◆ **Aim of the exercise**
All lines before the one containing "pub struct LinkOpts", plus that line itself, are to be printed exactly as they appear below.

Saved data entries:
##############################

//! Command-line interface definitions.
use clap::{Args, Parser, Subcommand};
use std::path::PathBuf;

use crate::config::DEFAULT_CATEGORY;

/// Top-level CLI entry point for the dotfile placement engine.
#[derive(Parser, Debug)]
#[command(
    name = "dotter",
    about = "Place dotfiles from a layered configuration tree",
    version
)]
pub struct Cli {
    /// Subcommand to run.
    #[command(subcommand)]
    pub command: Command,

    /// Enable verbose output
    #[arg(short, long, global = true)]
    pub verbose: bool,

    /// Options shared by every subcommand.
    #[command(flatten)]
    pub global: GlobalOpts,
}

/// Options shared across all subcommands.
#[derive(Args, Debug, Clone, Default)]
pub struct GlobalOpts {
    /// Output root the destinations are placed under [env: DOTTER_OUTPUT_ROOT]
    #[arg(long, global = true)]
    pub root: Option<PathBuf>,

    /// Configuration directory holding the categories [env: DOTTER_CONFIG_ROOT]
    #[arg(long = "conf-dir", global = true)]
    pub conf_dir: Option<PathBuf>,
}

/// Available subcommands.
#[derive(Subcommand, Debug)]
pub enum Command {
    /// Place the topics of a category
    Link(LinkOpts),
    /// Print the plan as JSON
    Query(QueryOpts),
    /// Print the configuration directory
    Root,
    /// Print a reference dot.json
    Config,
    /// Print version information
    Version,
}

impl Command {
    /// Subcommand name, used for the log file name.
    #[must_use]
    pub const fn name(&self) -> &'static str {
        match self {
            Self::Link(_) => "link",
            Self::Query(_) => "query",
            Self::Root => "root",
            Self::Config => "config",
            Self::Version => "version",
        }
    }
}

/// Options for the `link` subcommand.
#[derive(Args, Debug, Clone)]
#[allow(clippy::struct_excessive_bools)]
pub struct LinkOpts {
    /// Category to place
    #[arg(short, long, default_value = DEFAULT_CATEGORY)]
    pub category: String,

    /// Only this topic
    #[arg(short, long)]
    pub topic: Option<String>,

    /// Replace conflicting destinations after confirmation
    #[arg(short, long)]
    pub force: bool,

    /// Preview changes without applying
    #[arg(short = 'd', long)]
    pub dry_run: bool,

    /// Move conflicting destinations to <destination>.backup
    #[arg(short, long)]
    pub backup: bool,
}

/// Options for the `query` subcommand.
#[derive(Args, Debug, Clone)]
pub struct QueryOpts {
    /// What to print.
    #[command(subcommand)]
    pub action: QueryAction,

    /// Only this category (default: every category)
    #[arg(short, long, global = true)]
    pub category: Option<String>,

    /// Only this topic
    #[arg(short, long, global = true)]
    pub topic: Option<String>,
}

/// What `query` prints.
#[derive(Subcommand, Debug, Clone, Copy, PartialEq, Eq)]
pub enum QueryAction {
    /// Topics per category
    List,
    /// Destinations per topic
    ListTarget,
    /// Sources per topic
    ListSource,
    /// Every operation per topic
    ListAll,
    /// Operations whose destination is not yet in place
    ListDiff,
}

#[cfg(test)]
#[allow(
    clippy::expect_used,
    clippy::unwrap_used,
    clippy::indexing_slicing,
    clippy::panic
)]
mod tests {
    use super::*;
    use clap::CommandFactory;

    #[test]
    fn verify_cli() {
        Cli::command().debug_assert();
    }

    #[test]
    fn parse_link_defaults() {
        let cli = Cli::parse_from(["dotter", "link"]);
        let Command::Link(opts) = cli.command else {
            panic!("expected link");
        };
        assert_eq!(opts.category, "common");
        assert!(opts.topic.is_none());
        assert!(!opts.force && !opts.dry_run && !opts.backup);
    }

    #[test]
    fn parse_link_short_flags() {
        let cli = Cli::parse_from(["dotter", "link", "-c", "work", "-t", "vim", "-f", "-d", "-b"]);
        let Command::Link(opts) = cli.command else {
            panic!("expected link");
        };
        assert_eq!(opts.category, "work");
        assert_eq!(opts.topic.as_deref(), Some("vim"));
        assert!(opts.force && opts.dry_run && opts.backup);
    }

    #[test]
    fn parse_query_actions() {
        for (arg, action) in [
            ("list", QueryAction::List),
            ("list-target", QueryAction::ListTarget),
            ("list-source", QueryAction::ListSource),
            ("list-all", QueryAction::ListAll),
            ("list-diff", QueryAction::ListDiff),
        ] {
            let cli = Cli::parse_from(["dotter", "query", arg]);
            let Command::Query(opts) = cli.command else {
                panic!("expected query");
            };
            assert_eq!(opts.action, action);
            assert!(opts.category.is_none());
        }
    }

    #[test]
    fn parse_query_category_after_action() {
        let cli = Cli::parse_from(["dotter", "query", "list-all", "-c", "common", "-t", "git"]);
        let Command::Query(opts) = cli.command else {
            panic!("expected query");
        };
        assert_eq!(opts.category.as_deref(), Some("common"));
        assert_eq!(opts.topic.as_deref(), Some("git"));
    }

    #[test]
    fn parse_global_paths() {
        let cli = Cli::parse_from(["dotter", "root", "--conf-dir", "/c", "--root", "/r", "-v"]);
        assert_eq!(cli.global.conf_dir, Some(PathBuf::from("/c")));
        assert_eq!(cli.global.root, Some(PathBuf::from("/r")));
        assert!(cli.verbose);
        assert_eq!(cli.command.name(), "root");
    }

    #[test]
    fn parse_config_and_version() {
        assert!(matches!(
            Cli::parse_from(["dotter", "config"]).command,
            Command::Config
        ));
        assert!(matches!(
            Cli::parse_from(["dotter", "version"]).command,
            Command::Version
        ));
    }
}
//! Core logging types: topic entries, status, and the [`Log`] trait.

/// Per-topic result for summary reporting.
#[derive(Debug, Clone)]
pub struct TopicEntry {
    /// `category/topic`.
    pub name: String,
    /// Final status of the topic.
    pub status: TopicStatus,
    /// Optional detail message (e.g. operation counts or error description).
    pub message: Option<String>,
}

/// Status of a processed topic.
#[derive(Debug, Clone, Copy, PartialEq, Eq)]
pub enum TopicStatus {
    /// Every operation is in place.
    Ok,
    /// Some operations were skipped (conflicts or vanished sources).
    Skipped,
    /// Topic was planned in dry-run mode; nothing was changed.
    DryRun,
    /// At least one operation failed.
    Failed,
}

/// Abstraction over logging backends.
///
/// [`Logger`](super::logger::Logger) is the console and file backend;
/// tests substitute an in-memory implementation to assert on messages.
pub trait Log: Send + Sync {
    /// Log a stage header (major section).
    fn stage(&self, msg: &str);
    /// Log an informational message.
    fn info(&self, msg: &str);
    /// Log a debug message (may be suppressed on console).
    fn debug(&self, msg: &str);
    /// Log a warning message.
    fn warn(&self, msg: &str);
    /// Log an error message.
    fn error(&self, msg: &str);
    /// Log a dry-run action message.
    fn dry_run(&self, msg: &str);
    /// Record a topic result for the summary.
    fn record_topic(&self, name: &str, status: TopicStatus, message: Option<&str>);
}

##############################

◆ **Expected output**
//! Command-line interface definitions.
use clap::{Args, Parser, Subcommand};
use std::path::PathBuf;

use crate::config::DEFAULT_CATEGORY;

/// Top-level CLI entry point for the dotfile placement engine.
#[derive(Parser, Debug)]
#[command(
    name = "dotter",
    about = "Place dotfiles from a layered configuration tree",
    version
)]
pub struct Cli {
    /// Subcommand to run.
    #[command(subcommand)]
    pub command: Command,

    /// Enable verbose output
    #[arg(short, long, global = true)]
    pub verbose: bool,

    /// Options shared by every subcommand.
    #[command(flatten)]
    pub global: GlobalOpts,
}

/// Options shared across all subcommands.
#[derive(Args, Debug, Clone, Default)]
pub struct GlobalOpts {
    /// Output root the destinations are placed under [env: DOTTER_OUTPUT_ROOT]
    #[arg(long, global = true)]
    pub root: Option<PathBuf>,

    /// Configuration directory holding the categories [env: DOTTER_CONFIG_ROOT]
    #[arg(long = "conf-dir", global = true)]
    pub conf_dir: Option<PathBuf>,
}

/// Available subcommands.
#[derive(Subcommand, Debug)]
pub enum Command {
    /// Place the topics of a category
    Link(LinkOpts),
    /// Print the plan as JSON
    Query(QueryOpts),
    /// Print the configuration directory
    Root,
    /// Print a reference dot.json
    Config,
    /// Print version information
    Version,
}

impl Command {
    /// Subcommand name, used for the log file name.
    #[must_use]
    pub const fn name(&self) -> &'static str {
        match self {
            Self::Link(_) => "link",
            Self::Query(_) => "query",
            Self::Root => "root",
            Self::Config => "config",
            Self::Version => "version",
        }
    }
}

/// Options for the `link` subcommand.
#[derive(Args, Debug, Clone)]
#[allow(clippy::struct_excessive_bools)]
pub struct LinkOpts {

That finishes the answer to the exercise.